▶ [WHAT IS EXPECTED]
The reply should give back every entry exactly as written.

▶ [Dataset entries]
*** Begin section ***

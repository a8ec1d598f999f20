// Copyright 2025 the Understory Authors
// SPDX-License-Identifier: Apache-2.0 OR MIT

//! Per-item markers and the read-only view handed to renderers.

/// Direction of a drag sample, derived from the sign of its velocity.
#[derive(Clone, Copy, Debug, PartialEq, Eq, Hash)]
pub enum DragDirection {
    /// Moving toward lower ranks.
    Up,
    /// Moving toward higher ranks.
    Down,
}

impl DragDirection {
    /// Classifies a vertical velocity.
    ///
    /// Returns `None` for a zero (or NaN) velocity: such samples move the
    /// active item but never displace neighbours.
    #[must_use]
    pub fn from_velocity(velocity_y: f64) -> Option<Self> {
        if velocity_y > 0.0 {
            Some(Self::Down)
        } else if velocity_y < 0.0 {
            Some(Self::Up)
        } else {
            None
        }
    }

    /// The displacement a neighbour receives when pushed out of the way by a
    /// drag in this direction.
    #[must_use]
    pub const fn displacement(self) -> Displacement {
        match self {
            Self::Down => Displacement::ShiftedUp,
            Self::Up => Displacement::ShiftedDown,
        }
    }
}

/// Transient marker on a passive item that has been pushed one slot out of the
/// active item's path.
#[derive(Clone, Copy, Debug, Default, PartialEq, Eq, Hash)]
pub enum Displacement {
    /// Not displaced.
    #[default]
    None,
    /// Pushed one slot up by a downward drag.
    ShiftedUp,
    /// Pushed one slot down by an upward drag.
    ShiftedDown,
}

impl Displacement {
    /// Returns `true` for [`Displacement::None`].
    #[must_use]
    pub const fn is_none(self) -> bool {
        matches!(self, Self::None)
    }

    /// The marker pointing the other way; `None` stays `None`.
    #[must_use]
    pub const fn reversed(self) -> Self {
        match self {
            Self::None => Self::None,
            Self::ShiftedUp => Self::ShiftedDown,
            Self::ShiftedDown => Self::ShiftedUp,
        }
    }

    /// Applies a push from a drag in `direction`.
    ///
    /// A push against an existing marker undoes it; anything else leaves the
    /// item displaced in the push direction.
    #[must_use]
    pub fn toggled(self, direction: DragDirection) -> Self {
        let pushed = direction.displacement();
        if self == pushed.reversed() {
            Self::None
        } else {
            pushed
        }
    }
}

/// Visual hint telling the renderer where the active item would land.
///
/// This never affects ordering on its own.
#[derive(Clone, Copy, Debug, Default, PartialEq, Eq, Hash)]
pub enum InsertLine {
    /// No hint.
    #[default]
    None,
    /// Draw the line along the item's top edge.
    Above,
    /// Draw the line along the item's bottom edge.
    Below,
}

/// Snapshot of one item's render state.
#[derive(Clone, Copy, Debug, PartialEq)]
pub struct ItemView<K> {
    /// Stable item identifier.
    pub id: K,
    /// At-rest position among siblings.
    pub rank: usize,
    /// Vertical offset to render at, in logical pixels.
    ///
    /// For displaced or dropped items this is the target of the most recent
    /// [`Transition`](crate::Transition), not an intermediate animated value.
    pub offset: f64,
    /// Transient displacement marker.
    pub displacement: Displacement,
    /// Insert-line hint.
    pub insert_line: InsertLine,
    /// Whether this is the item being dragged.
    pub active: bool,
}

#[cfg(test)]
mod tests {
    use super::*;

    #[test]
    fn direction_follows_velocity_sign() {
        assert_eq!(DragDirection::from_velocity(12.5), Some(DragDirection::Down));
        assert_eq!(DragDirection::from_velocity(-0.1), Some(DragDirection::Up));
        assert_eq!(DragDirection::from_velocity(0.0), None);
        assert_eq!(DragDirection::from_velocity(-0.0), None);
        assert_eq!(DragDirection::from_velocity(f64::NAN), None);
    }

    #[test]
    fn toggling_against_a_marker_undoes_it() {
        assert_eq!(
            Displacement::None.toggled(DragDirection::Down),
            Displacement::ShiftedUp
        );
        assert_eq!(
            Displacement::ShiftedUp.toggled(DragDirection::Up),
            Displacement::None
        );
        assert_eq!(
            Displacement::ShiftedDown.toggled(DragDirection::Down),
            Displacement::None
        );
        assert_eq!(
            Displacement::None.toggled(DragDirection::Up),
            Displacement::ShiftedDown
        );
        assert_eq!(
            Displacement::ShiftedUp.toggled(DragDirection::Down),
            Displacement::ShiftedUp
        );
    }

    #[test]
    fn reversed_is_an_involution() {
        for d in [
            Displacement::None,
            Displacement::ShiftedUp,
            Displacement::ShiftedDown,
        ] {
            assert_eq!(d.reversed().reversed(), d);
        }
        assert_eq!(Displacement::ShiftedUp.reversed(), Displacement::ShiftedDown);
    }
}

*** End section ***

▶ [EXERCISE SOLUTION]
repository a8ec1d598f999f20
// Copyright 2025 the Understory Authors
// SPDX-License-Identifier: Apache-2.0 OR MIT

//! Per-item markers and the read-only view handed to renderers.

/// Direction of a drag sample, derived from the sign of its velocity.
#[derive(Clone, Copy, Debug, PartialEq, Eq, Hash)]
pub enum DragDirection {
    /// Moving toward lower ranks.
    Up,
    /// Moving toward higher ranks.
    Down,
}

impl DragDirection {
    /// Classifies a vertical velocity.
    ///
    /// Returns `None` for a zero (or NaN) velocity: such samples move the
    /// active item but never displace neighbours.
    #[must_use]
    pub fn from_velocity(velocity_y: f64) -> Option<Self> {
        if velocity_y > 0.0 {
            Some(Self::Down)
        } else if velocity_y < 0.0 {
            Some(Self::Up)
        } else {
            None
        }
    }

    /// The displacement a neighbour receives when pushed out of the way by a
    /// drag in this direction.
    #[must_use]
    pub const fn displacement(self) -> Displacement {
        match self {
            Self::Down => Displacement::ShiftedUp,
            Self::Up => Displacement::ShiftedDown,
        }
    }
}

/// Transient marker on a passive item that has been pushed one slot out of the
/// active item's path.
#[derive(Clone, Copy, Debug, Default, PartialEq, Eq, Hash)]
pub enum Displacement {
    /// Not displaced.
    #[default]
    None,
    /// Pushed one slot up by a downward drag.
    ShiftedUp,
    /// Pushed one slot down by an upward drag.
    ShiftedDown,
}

impl Displacement {
    /// Returns `true` for [`Displacement::None`].
    #[must_use]
    pub const fn is_none(self) -> bool {
        matches!(self, Self::None)
    }

    /// The marker pointing the other way; `None` stays `None`.
    #[must_use]
    pub const fn reversed(self) -> Self {
        match self {
            Self::None => Self::None,
            Self::ShiftedUp => Self::ShiftedDown,
            Self::ShiftedDown => Self::ShiftedUp,
        }
    }

    /// Applies a push from a drag in `direction`.
    ///
    /// A push against an existing marker undoes it; anything else leaves the
    /// item displaced in the push direction.
    #[must_use]
    pub fn toggled(self, direction: DragDirection) -> Self {
        let pushed = direction.displacement();
        if self == pushed.reversed() {
            Self::None
        } else {
            pushed
        }
    }
}

/// Visual hint telling the renderer where the active item would land.
///
/// This never affects ordering on its own.
#[derive(Clone, Copy, Debug, Default, PartialEq, Eq, Hash)]
pub enum InsertLine {
    /// No hint.
    #[default]
    None,
    /// Draw the line along the item's top edge.
    Above,
    /// Draw the line along the item's bottom edge.
    Below,
}

/// Snapshot of one item's render state.
#[derive(Clone, Copy, Debug, PartialEq)]
pub struct ItemView<K> {
    /// Stable item identifier.
    pub id: K,
    /// At-rest position among siblings.
    pub rank: usize,
    /// Vertical offset to render at, in logical pixels.
    ///
    /// For displaced or dropped items this is the target of the most recent
    /// [`Transition`](crate::Transition), not an intermediate animated value.
    pub offset: f64,
    /// Transient displacement marker.
    pub displacement: Displacement,
    /// Insert-line hint.
    pub insert_line: InsertLine,
    /// Whether this is the item being dragged.
    pub active: bool,
}

#[cfg(test)]
mod tests {
    use super::*;

    #[test]
    fn direction_follows_velocity_sign() {
        assert_eq!(DragDirection::from_velocity(12.5), Some(DragDirection::Down));
        assert_eq!(DragDirection::from_velocity(-0.1), Some(DragDirection::Up));
        assert_eq!(DragDirection::from_velocity(0.0), None);
        assert_eq!(DragDirection::from_velocity(-0.0), None);
        assert_eq!(DragDirection::from_velocity(f64::NAN), None);
    }

    #[test]
    fn toggling_against_a_marker_undoes_it() {
        assert_eq!(
            Displacement::None.toggled(DragDirection::Down),
            Displacement::ShiftedUp
        );
        assert_eq!(
            Displacement::ShiftedUp.toggled(DragDirection::Up),
            Displacement::None
        );
        assert_eq!(
            Displacement::ShiftedDown.toggled(DragDirection::Down),
            Displacement::None
        );
        assert_eq!(
            Displacement::None.toggled(DragDirection::Up),
            Displacement::ShiftedDown
        );
        assert_eq!(
            Displacement::ShiftedUp.toggled(DragDirection::Down),
            Displacement::ShiftedUp
        );
    }

    #[test]
    fn reversed_is_an_involution() {
        for d in [
            Displacement::None,
            Displacement::ShiftedUp,
            Displacement::ShiftedDown,
        ] {
            assert_eq!(d.reversed().reversed(), d);
        }
        assert_eq!(Displacement::ShiftedUp.reversed(), Displacement::ShiftedDown);
    }
}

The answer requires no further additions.